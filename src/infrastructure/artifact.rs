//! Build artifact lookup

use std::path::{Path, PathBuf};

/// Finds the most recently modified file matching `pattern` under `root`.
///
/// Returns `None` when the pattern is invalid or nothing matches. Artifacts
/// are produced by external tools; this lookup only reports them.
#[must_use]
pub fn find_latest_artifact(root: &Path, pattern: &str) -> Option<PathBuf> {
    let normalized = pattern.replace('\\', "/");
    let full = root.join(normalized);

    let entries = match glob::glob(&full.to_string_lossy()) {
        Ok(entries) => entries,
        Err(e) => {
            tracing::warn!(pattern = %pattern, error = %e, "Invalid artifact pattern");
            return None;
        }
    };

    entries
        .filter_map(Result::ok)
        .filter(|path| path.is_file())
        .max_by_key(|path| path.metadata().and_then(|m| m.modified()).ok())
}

•••••

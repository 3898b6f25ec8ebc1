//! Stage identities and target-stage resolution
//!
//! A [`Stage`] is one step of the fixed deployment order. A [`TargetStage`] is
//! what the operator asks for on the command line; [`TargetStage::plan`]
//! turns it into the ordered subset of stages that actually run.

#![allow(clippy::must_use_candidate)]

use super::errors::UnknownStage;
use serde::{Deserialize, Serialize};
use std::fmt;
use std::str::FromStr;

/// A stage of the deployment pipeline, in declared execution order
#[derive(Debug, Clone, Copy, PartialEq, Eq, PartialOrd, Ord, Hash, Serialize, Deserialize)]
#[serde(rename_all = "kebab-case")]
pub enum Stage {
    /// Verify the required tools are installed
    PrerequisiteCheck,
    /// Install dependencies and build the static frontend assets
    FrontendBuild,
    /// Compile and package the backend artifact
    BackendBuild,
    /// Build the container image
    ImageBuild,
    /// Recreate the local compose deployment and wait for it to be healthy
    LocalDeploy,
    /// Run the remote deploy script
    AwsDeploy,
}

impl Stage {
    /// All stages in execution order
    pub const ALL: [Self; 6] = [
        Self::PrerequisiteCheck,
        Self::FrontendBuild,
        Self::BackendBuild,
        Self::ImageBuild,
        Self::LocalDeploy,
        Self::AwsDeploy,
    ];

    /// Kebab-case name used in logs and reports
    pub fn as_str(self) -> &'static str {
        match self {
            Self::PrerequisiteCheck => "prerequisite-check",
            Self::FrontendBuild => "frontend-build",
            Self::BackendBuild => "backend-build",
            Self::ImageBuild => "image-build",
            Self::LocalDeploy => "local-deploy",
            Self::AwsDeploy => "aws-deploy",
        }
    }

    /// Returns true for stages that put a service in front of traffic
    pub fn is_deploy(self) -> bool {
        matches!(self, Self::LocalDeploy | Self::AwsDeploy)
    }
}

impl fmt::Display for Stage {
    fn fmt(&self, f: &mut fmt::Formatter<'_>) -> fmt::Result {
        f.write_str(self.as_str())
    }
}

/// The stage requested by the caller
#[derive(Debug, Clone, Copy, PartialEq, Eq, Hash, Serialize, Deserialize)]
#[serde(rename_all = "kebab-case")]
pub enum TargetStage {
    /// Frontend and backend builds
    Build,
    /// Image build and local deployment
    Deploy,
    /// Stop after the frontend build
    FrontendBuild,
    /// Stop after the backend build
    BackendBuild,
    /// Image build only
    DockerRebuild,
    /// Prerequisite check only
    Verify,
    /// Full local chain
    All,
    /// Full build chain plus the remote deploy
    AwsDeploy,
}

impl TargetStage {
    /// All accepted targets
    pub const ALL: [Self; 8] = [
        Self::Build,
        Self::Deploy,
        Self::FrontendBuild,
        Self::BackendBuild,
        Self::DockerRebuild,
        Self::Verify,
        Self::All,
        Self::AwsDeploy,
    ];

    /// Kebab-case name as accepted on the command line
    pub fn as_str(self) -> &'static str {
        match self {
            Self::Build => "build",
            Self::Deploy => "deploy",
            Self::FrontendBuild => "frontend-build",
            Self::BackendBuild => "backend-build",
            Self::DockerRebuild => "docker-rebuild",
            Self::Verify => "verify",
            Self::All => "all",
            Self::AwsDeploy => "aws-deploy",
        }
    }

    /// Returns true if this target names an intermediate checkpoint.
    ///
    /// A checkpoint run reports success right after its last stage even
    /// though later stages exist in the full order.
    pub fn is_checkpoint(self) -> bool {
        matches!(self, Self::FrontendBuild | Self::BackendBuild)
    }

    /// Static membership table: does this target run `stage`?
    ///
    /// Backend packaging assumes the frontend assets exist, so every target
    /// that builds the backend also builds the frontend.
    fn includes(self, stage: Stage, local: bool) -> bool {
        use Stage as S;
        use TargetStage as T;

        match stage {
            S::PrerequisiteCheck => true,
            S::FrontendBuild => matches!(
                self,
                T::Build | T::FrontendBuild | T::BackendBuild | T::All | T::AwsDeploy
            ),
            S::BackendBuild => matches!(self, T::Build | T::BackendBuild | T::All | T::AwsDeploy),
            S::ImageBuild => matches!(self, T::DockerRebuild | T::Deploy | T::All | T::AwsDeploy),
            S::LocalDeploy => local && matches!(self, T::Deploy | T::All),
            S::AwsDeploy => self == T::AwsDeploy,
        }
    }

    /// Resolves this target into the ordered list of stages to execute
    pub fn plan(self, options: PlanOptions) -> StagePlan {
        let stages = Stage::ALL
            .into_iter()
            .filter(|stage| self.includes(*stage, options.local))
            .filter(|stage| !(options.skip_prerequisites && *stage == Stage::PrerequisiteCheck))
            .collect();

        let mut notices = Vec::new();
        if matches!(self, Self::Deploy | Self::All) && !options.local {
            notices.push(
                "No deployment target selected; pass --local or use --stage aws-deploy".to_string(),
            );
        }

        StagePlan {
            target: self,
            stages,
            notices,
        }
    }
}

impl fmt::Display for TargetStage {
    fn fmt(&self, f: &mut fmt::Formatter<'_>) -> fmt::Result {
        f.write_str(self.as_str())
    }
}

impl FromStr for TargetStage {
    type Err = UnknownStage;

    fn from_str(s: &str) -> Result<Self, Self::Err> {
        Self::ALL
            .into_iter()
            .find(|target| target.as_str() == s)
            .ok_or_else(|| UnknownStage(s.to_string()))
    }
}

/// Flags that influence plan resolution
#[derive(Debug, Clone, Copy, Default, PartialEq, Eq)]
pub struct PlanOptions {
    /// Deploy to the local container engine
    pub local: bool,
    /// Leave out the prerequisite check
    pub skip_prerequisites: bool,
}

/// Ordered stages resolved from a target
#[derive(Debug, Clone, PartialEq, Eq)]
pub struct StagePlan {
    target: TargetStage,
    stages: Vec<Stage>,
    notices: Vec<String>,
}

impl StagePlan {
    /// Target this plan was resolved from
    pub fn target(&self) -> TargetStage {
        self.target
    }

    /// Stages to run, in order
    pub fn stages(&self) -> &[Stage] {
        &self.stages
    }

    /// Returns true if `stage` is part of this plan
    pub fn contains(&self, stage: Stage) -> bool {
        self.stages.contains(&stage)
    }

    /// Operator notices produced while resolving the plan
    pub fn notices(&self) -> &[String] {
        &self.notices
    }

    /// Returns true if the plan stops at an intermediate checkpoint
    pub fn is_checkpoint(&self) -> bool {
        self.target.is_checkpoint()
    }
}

•••••

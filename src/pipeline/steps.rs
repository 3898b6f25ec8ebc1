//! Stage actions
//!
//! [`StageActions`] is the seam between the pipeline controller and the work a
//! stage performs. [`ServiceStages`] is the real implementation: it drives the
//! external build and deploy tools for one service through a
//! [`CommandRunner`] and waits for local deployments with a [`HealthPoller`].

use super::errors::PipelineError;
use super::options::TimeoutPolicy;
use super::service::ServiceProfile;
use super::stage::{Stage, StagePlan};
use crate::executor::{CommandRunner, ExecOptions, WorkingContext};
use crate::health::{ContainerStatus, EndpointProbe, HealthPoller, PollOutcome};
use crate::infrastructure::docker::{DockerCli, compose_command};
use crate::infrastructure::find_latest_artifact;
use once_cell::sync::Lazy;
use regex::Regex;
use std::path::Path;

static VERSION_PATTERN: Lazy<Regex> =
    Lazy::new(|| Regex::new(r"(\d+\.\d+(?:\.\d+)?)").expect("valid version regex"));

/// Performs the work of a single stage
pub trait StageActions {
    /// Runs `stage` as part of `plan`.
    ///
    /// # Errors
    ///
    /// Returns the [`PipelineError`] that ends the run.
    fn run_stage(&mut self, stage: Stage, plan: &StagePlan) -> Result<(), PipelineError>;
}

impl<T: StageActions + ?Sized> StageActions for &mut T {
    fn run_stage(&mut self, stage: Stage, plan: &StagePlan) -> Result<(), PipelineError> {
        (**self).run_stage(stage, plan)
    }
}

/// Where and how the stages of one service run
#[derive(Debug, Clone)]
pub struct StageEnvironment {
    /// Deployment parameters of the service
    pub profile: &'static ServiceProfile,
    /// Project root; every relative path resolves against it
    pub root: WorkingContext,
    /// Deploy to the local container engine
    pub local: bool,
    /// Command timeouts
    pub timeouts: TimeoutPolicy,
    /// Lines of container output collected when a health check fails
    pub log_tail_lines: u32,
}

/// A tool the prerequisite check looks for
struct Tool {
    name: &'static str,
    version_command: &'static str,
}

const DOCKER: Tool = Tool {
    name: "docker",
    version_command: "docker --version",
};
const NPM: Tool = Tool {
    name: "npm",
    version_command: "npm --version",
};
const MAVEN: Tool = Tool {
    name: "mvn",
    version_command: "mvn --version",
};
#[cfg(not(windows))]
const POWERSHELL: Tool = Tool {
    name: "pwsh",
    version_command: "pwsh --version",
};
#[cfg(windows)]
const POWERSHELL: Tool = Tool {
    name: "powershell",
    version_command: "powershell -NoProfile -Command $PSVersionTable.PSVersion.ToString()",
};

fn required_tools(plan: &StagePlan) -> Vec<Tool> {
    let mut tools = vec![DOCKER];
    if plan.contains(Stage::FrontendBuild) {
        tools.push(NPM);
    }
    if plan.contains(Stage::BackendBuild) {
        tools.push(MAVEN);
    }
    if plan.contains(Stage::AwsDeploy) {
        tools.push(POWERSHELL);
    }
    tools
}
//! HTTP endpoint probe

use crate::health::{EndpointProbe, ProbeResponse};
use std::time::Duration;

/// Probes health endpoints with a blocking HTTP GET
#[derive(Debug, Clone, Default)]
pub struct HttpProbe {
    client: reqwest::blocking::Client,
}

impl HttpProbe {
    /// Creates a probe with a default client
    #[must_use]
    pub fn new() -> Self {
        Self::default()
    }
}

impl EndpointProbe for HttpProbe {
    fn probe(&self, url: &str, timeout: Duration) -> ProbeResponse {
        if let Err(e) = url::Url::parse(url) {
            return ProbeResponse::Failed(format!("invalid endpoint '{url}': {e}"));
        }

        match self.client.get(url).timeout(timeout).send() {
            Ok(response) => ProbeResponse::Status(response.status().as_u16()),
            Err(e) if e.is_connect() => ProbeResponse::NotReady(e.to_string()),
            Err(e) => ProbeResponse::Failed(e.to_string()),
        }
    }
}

•••••

* [What needs to be done] Wherever a line in the data above contains the word "modified", copy that line.

* [Answer section]
/// Finds the most recently modified file matching `pattern` under `root`.
        .max_by_key(|path| path.metadata().and_then(|m| m.modified()).ok())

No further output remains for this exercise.